Material to process Start Marker
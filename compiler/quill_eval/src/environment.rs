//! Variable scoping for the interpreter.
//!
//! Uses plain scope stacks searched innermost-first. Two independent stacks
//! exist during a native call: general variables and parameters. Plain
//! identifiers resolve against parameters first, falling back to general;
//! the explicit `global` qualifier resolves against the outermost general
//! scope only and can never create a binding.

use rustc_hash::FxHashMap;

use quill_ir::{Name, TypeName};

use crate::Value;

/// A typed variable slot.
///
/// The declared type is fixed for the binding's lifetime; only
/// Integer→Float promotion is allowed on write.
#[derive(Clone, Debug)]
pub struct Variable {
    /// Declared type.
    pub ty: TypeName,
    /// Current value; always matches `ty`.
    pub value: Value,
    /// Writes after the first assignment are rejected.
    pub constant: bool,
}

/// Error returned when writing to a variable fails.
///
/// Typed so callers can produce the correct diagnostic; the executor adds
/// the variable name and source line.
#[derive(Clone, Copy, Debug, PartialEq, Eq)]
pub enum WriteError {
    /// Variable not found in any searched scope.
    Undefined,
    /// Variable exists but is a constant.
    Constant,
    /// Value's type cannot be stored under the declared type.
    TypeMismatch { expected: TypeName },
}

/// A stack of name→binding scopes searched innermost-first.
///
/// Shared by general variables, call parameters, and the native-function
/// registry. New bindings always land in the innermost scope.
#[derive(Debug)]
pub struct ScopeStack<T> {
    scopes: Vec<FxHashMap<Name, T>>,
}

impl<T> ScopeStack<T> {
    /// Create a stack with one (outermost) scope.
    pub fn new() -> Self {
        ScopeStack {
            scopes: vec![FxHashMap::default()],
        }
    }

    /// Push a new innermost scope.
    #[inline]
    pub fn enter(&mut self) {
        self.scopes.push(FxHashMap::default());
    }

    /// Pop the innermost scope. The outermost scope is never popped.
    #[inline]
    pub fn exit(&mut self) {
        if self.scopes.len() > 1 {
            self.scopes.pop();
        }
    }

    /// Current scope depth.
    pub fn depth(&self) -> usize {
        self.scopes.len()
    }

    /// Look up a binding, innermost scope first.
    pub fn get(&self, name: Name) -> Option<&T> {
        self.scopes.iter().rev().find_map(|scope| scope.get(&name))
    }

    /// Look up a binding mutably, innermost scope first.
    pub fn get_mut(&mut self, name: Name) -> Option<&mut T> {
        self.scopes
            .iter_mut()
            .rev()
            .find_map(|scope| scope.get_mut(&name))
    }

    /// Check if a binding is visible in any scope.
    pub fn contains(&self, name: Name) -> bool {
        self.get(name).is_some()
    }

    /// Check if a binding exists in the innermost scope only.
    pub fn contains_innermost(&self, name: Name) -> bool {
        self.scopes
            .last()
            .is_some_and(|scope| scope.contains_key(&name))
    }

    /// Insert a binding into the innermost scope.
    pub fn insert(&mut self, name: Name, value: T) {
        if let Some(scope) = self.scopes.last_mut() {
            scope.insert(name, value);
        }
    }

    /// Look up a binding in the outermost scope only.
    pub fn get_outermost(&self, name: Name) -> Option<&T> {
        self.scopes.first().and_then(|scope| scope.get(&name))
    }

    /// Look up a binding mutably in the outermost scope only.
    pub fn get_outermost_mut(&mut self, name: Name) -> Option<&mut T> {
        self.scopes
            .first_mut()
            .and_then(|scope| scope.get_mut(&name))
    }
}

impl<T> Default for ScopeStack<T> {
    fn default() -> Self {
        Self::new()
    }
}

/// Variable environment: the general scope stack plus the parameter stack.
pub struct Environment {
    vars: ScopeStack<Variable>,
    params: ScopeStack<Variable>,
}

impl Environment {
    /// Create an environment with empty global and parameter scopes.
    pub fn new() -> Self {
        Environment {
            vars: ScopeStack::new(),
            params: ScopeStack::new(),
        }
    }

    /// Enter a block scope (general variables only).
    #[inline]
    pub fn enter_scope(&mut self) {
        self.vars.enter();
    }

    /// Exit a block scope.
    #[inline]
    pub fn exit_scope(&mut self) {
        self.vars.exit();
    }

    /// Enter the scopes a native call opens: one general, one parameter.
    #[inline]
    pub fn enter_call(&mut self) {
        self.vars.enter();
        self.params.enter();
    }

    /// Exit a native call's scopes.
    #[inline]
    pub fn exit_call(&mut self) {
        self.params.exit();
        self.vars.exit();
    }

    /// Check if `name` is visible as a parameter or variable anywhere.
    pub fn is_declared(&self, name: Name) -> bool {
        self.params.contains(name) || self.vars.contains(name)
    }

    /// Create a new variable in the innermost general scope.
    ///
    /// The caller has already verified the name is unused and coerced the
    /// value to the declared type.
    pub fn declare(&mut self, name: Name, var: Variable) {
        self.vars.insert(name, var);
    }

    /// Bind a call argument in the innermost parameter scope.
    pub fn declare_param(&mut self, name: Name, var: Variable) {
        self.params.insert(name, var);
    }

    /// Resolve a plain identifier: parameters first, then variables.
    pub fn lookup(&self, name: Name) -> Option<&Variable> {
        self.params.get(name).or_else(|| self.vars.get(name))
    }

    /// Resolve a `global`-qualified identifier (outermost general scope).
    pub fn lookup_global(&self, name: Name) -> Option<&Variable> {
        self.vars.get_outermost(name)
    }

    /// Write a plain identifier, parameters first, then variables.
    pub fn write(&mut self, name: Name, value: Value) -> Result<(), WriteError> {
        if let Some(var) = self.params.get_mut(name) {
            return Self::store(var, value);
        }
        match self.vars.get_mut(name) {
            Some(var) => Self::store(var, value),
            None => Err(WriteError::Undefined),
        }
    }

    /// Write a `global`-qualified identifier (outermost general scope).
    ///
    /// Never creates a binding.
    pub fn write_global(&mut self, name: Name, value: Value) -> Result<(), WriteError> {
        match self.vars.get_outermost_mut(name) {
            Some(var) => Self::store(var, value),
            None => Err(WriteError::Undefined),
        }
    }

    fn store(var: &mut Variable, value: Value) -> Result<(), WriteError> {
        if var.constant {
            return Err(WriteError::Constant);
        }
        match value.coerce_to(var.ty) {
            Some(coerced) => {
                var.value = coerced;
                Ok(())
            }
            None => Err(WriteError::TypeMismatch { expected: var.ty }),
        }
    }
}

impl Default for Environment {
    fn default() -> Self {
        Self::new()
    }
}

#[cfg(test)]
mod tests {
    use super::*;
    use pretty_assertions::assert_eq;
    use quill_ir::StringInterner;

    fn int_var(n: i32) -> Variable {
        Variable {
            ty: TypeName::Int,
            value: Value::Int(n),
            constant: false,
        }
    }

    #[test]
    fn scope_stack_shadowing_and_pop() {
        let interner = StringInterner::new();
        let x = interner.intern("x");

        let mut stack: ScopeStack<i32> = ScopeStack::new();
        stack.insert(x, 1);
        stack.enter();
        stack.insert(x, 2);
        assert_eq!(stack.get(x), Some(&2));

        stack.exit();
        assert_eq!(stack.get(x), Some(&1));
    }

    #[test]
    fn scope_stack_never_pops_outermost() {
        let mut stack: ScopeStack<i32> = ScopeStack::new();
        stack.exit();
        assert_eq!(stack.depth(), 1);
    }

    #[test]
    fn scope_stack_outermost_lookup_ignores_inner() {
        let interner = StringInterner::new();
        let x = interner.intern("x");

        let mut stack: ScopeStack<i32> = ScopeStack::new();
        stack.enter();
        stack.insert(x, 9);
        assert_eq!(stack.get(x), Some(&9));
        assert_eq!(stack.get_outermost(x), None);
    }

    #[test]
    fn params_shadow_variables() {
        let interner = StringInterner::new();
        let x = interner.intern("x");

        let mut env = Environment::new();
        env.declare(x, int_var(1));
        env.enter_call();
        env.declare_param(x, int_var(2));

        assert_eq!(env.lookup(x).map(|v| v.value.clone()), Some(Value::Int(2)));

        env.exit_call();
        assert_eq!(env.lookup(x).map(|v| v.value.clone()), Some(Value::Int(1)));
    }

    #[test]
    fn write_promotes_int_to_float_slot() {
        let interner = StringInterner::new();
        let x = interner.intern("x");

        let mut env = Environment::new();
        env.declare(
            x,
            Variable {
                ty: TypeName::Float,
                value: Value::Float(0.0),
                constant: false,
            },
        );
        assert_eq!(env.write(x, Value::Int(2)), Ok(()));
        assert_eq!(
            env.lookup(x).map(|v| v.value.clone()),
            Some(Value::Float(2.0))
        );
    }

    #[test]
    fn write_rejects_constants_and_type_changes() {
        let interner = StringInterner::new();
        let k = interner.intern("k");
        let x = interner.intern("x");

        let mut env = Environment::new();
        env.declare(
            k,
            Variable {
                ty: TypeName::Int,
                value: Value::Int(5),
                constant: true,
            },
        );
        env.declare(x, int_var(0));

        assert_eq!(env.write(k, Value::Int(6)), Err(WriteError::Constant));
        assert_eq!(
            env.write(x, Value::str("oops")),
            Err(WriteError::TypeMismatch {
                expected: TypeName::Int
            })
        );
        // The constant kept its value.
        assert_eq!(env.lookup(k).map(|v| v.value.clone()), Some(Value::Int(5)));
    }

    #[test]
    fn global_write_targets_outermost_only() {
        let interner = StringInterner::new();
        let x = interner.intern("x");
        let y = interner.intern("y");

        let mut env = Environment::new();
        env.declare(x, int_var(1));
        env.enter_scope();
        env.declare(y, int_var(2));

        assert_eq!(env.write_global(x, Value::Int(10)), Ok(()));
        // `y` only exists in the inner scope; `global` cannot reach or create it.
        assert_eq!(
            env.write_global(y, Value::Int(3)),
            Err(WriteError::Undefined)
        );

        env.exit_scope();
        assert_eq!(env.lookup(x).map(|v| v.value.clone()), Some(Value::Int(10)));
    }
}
Material to process End Marker
Material to process Start Marker
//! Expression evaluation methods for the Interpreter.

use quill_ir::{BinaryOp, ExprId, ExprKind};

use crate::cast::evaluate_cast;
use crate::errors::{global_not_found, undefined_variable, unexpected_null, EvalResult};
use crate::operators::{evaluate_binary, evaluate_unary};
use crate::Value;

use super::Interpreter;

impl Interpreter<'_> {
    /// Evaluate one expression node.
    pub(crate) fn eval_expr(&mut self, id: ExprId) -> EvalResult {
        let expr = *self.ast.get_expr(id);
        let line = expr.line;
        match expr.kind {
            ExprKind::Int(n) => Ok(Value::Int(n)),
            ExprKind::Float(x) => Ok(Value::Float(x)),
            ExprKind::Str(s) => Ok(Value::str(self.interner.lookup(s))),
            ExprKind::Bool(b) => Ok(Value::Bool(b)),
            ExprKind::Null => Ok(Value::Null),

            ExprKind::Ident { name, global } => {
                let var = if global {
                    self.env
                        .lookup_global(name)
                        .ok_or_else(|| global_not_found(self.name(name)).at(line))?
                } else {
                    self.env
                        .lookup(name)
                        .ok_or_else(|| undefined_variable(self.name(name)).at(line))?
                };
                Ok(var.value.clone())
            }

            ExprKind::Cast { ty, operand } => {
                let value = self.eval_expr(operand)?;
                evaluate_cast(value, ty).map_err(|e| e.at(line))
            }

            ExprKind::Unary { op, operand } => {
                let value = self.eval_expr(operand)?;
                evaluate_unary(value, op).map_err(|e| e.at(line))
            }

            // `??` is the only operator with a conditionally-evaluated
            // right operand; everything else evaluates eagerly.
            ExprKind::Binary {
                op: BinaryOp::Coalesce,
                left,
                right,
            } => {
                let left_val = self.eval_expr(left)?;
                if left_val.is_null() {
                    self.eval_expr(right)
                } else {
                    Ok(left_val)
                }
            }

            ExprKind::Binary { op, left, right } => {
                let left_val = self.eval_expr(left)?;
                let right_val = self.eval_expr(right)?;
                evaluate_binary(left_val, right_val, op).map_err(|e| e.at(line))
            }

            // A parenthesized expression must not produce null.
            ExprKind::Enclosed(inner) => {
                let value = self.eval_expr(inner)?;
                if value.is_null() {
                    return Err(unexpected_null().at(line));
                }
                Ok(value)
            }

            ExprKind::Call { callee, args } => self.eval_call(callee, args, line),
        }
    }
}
Material to process End Marker
Task instructions => Give back the records above exactly, limited to the lines between the one holding "filename compiler/quill_eval/src/environment.rs" and the one holding "back to general;", inclusive.

Task answer =>
filename compiler/quill_eval/src/environment.rs
//! Variable scoping for the interpreter.
//!
//! Uses plain scope stacks searched innermost-first. Two independent stacks
//! exist during a native call: general variables and parameters. Plain
//! identifiers resolve against parameters first, falling back to general;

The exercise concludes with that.